E' segnalato, e chi ci va è consapevole di fare qualcosa che non può fare. Ma come sempre in Italia le regole sono fatte per essere infrante. E questo è il risultato. Sul giornale c'è l'intervista al tedesco che aveva rischiato la stessa cosa poco prima. A lui è andata bene, al ragazzo di Verona no. Ma se mettono 100 mt. di divieto su un litorale che nel complesso è di parecchi km, ci sarà un motivo? no?

L'estate scorsa ho attraversato in canoa la foce del Sarca,e vi garantisco che vi sono correnti e vortici fortissimi. A farla a nuoto,son quasi certo si venga risucchiati!

@ mau mau: Sarà vietato nuotare ma secondo me non è segnalato adeguatamente. Ieri,per la prima volta, ho trascorso il pomeriggio in quella spiaggia e moltissime persone tra le quali molti bambini facevano il bagno in quel punto,e io non ho visto nessuna indicazione di divieto di balneazione, anche se non escludo che da qualche parte ci fosse,ma sicuramente non è sufficiente.Credo che nessuno dei bagnanti si sentisse più furbo o più esperto,semplicemente non si sentiva in pericolo.
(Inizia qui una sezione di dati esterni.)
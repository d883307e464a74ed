//! Hand-landmark detector boundary and exclusive ownership of the instance.
//!
//! The detector (and the camera stream feeding it) is a singleton. Flows take
//! a [`DetectorLease`] from the [`DetectorSlot`] when they start and release
//! it by dropping the lease, so only one flow drives frame consumption at a
//! time.

use std::fmt;
use std::sync::{Mutex, MutexGuard};
use std::time::Duration;

use thiserror::Error;
use tracing::{debug, warn};

use crate::landmarks::Hand;

/// External pretrained detector invoked as a black box.
pub trait HandDetector {
    /// Video frame type understood by the detector.
    type Frame;

    /// Detect zero or more hands in `frame` captured at `timestamp`.
    fn detect(&mut self, frame: &Self::Frame, timestamp: Duration)
    -> Result<Vec<Hand>, DetectorError>;
}

/// Workflow that currently owns the detector.
#[derive(Debug, Clone, Copy, PartialEq, Eq, Hash)]
pub enum Flow {
    LiveInference,
    DataCollection,
    Challenge,
}

impl fmt::Display for Flow {
    fn fmt(&self, f: &mut fmt::Formatter<'_>) -> fmt::Result {
        let name = match self {
            Flow::LiveInference => "live inference",
            Flow::DataCollection => "data collection",
            Flow::Challenge => "challenge",
        };
        f.write_str(name)
    }
}

#[derive(Debug, Error)]
pub enum DetectorError {
    /// The detector could not be created; the feature stays disabled.
    #[error("hand detector failed to initialize: {0}")]
    Init(String),
    /// A single detection call failed. The frame is skipped.
    #[error("hand detection failed: {0}")]
    Detect(String),
    /// Another flow holds the detector.
    #[error("hand detector is in use by {holder}")]
    Busy { holder: Flow },
    /// A lease taken for one flow was handed to another.
    #[error("detector lease belongs to {actual}, not {expected}")]
    WrongFlow { expected: Flow, actual: Flow },
    /// No detector has been installed yet.
    #[error("hand detector is not available")]
    Unavailable,
}

struct SlotState<D> {
    detector: Option<D>,
    holder: Option<Flow>,
}

/// Owner of the single detector instance.
pub struct DetectorSlot<D> {
    state: Mutex<SlotState<D>>,
}

impl<D> Default for DetectorSlot<D> {
    fn default() -> Self {
        Self::empty()
    }
}

impl<D> DetectorSlot<D> {
    /// Slot without a detector; acquisitions fail until one is installed.
    pub fn empty() -> Self {
        Self {
            state: Mutex::new(SlotState {
                detector: None,
                holder: None,
            }),
        }
    }

    pub fn new(detector: D) -> Self {
        let slot = Self::empty();
        slot.lock().detector = Some(detector);
        slot
    }

    /// Install the outcome of asynchronous detector initialization.
    ///
    /// A failure is logged and leaves the slot empty; there is no automatic
    /// retry. Replacing the detector while a flow holds it is refused.
    pub fn install(&self, init: Result<D, DetectorError>) -> Result<(), DetectorError> {
        match init {
            Ok(detector) => {
                let mut state = self.lock();
                if let Some(holder) = state.holder {
                    warn!(%holder, "Hand detector not replaced while leased");
                    return Err(DetectorError::Busy { holder });
                }
                state.detector = Some(detector);
                debug!("Hand detector installed");
                Ok(())
            }
            Err(err) => {
                warn!("Hand detector unavailable: {err}");
                Err(err)
            }
        }
    }

    /// Take exclusive use of the detector for `flow`.
    pub fn acquire(&self, flow: Flow) -> Result<DetectorLease<'_, D>, DetectorError> {
        let mut state = self.lock();
        if let Some(holder) = state.holder {
            return Err(DetectorError::Busy { holder });
        }
        let detector = state.detector.take().ok_or(DetectorError::Unavailable)?;
        state.holder = Some(flow);
        debug!(%flow, "Detector acquired");
        Ok(DetectorLease {
            slot: self,
            flow,
            detector: Some(detector),
        })
    }

    /// Flow currently holding the detector, if any.
    pub fn holder(&self) -> Option<Flow> {
        self.lock().holder
    }

    fn lock(&self) -> MutexGuard<'_, SlotState<D>> {
        self.state.lock().unwrap_or_else(|err| err.into_inner())
    }
}

/// Scoped exclusive access to the detector. Dropping returns it to the slot.
pub struct DetectorLease<'a, D> {
    slot: &'a DetectorSlot<D>,
    flow: Flow,
    detector: Option<D>,
}

impl<D> DetectorLease<'_, D> {
    pub fn flow(&self) -> Flow {
        self.flow
    }

    /// The leased detector. Only empty once the lease is being dropped.
    pub fn detector(&self) -> Option<&D> {
        self.detector.as_ref()
    }
}

impl<D: HandDetector> DetectorLease<'_, D> {
    /// Run detection on one frame.
    pub fn detect(
        &mut self,
        frame: &D::Frame,
        timestamp: Duration,
    ) -> Result<Vec<Hand>, DetectorError> {
        match self.detector.as_mut() {
            Some(detector) => detector.detect(frame, timestamp),
            None => Err(DetectorError::Unavailable),
        }
    }
}

impl<D> Drop for DetectorLease<'_, D> {
    fn drop(&mut self) {
        let mut state = self.slot.lock();
        state.detector = self.detector.take();
        state.holder = None;
        debug!(flow = %self.flow, "Detector released");
    }
}

#[cfg(test)]
pub(crate) mod testing {
    use std::collections::VecDeque;

    use super::*;

    /// Detector replaying scripted results, one per call.
    #[derive(Default)]
    pub(crate) struct ScriptedDetector {
        pub(crate) script: VecDeque<Vec<Hand>>,
        pub(crate) calls: usize,
    }

    impl ScriptedDetector {
        pub(crate) fn new(script: impl IntoIterator<Item = Vec<Hand>>) -> Self {
            Self {
                script: script.into_iter().collect(),
                calls: 0,
            }
        }
    }

    impl HandDetector for ScriptedDetector {
        type Frame = ();

        fn detect(
            &mut self,
            _frame: &(),
            _timestamp: Duration,
        ) -> Result<Vec<Hand>, DetectorError> {
            self.calls += 1;
            Ok(self.script.pop_front().unwrap_or_default())
        }
    }
}

#[cfg(test)]
mod tests {
    use super::testing::ScriptedDetector;
    use super::*;

    #[test]
    fn second_flow_is_rejected_while_leased() {
        let slot = DetectorSlot::new(ScriptedDetector::default());
        let lease = slot.acquire(Flow::DataCollection).unwrap();
        assert_eq!(slot.holder(), Some(Flow::DataCollection));
        let err = slot.acquire(Flow::LiveInference).err().unwrap();
        assert!(matches!(err, DetectorError::Busy { holder: Flow::DataCollection }));
        drop(lease);
        assert_eq!(slot.holder(), None);
        assert!(slot.acquire(Flow::LiveInference).is_ok());
    }

    #[test]
    fn detector_state_survives_lease_cycles() {
        let slot = DetectorSlot::new(ScriptedDetector::default());
        {
            let mut lease = slot.acquire(Flow::Challenge).unwrap();
            lease.detect(&(), Duration::ZERO).unwrap();
        }
        let lease = slot.acquire(Flow::LiveInference).unwrap();
        assert_eq!(lease.detector().unwrap().calls, 1);
    }

    #[test]
    fn install_is_refused_while_leased() {
        let slot = DetectorSlot::new(ScriptedDetector::default());
        {
            let mut lease = slot.acquire(Flow::LiveInference).unwrap();
            lease.detect(&(), Duration::ZERO).unwrap();
            let err = slot.install(Ok(ScriptedDetector::default())).unwrap_err();
            assert!(matches!(err, DetectorError::Busy { holder: Flow::LiveInference }));
        }
        // Once released, a replacement takes effect.
        slot.install(Ok(ScriptedDetector::default())).unwrap();
        let lease = slot.acquire(Flow::Challenge).unwrap();
        assert_eq!(lease.detector().unwrap().calls, 0);
    }

    #[test]
    fn failed_init_leaves_slot_unavailable() {
        let slot: DetectorSlot<ScriptedDetector> = DetectorSlot::empty();
        assert!(slot.install(Err(DetectorError::Init("model asset missing".into()))).is_err());
        assert!(matches!(
            slot.acquire(Flow::LiveInference).err(),
            Some(DetectorError::Unavailable)
        ));
        slot.install(Ok(ScriptedDetector::default())).unwrap();
        assert!(slot.acquire(Flow::LiveInference).is_ok());
    }
}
x alessandro - riva del garda!ma i divieti ci sono?i cartelli sono leggibili e messi nei punti giusti?allora non è colpa del comune!la colpa è di chi li elude!solo in caso contrario la responsabilità è di chi non avvisa del pericolo in questo caso del comune!

brutta disgrazia! ma ci sarà un motivo perchè sulle foci del Sarca è vietato nuotare??? rispettare i divieti e non sentirsi più furbi e più esperti!

Quando è che il comune si deciderà a dragare il letto del Sarca prima, ed a recintare la foce dopo?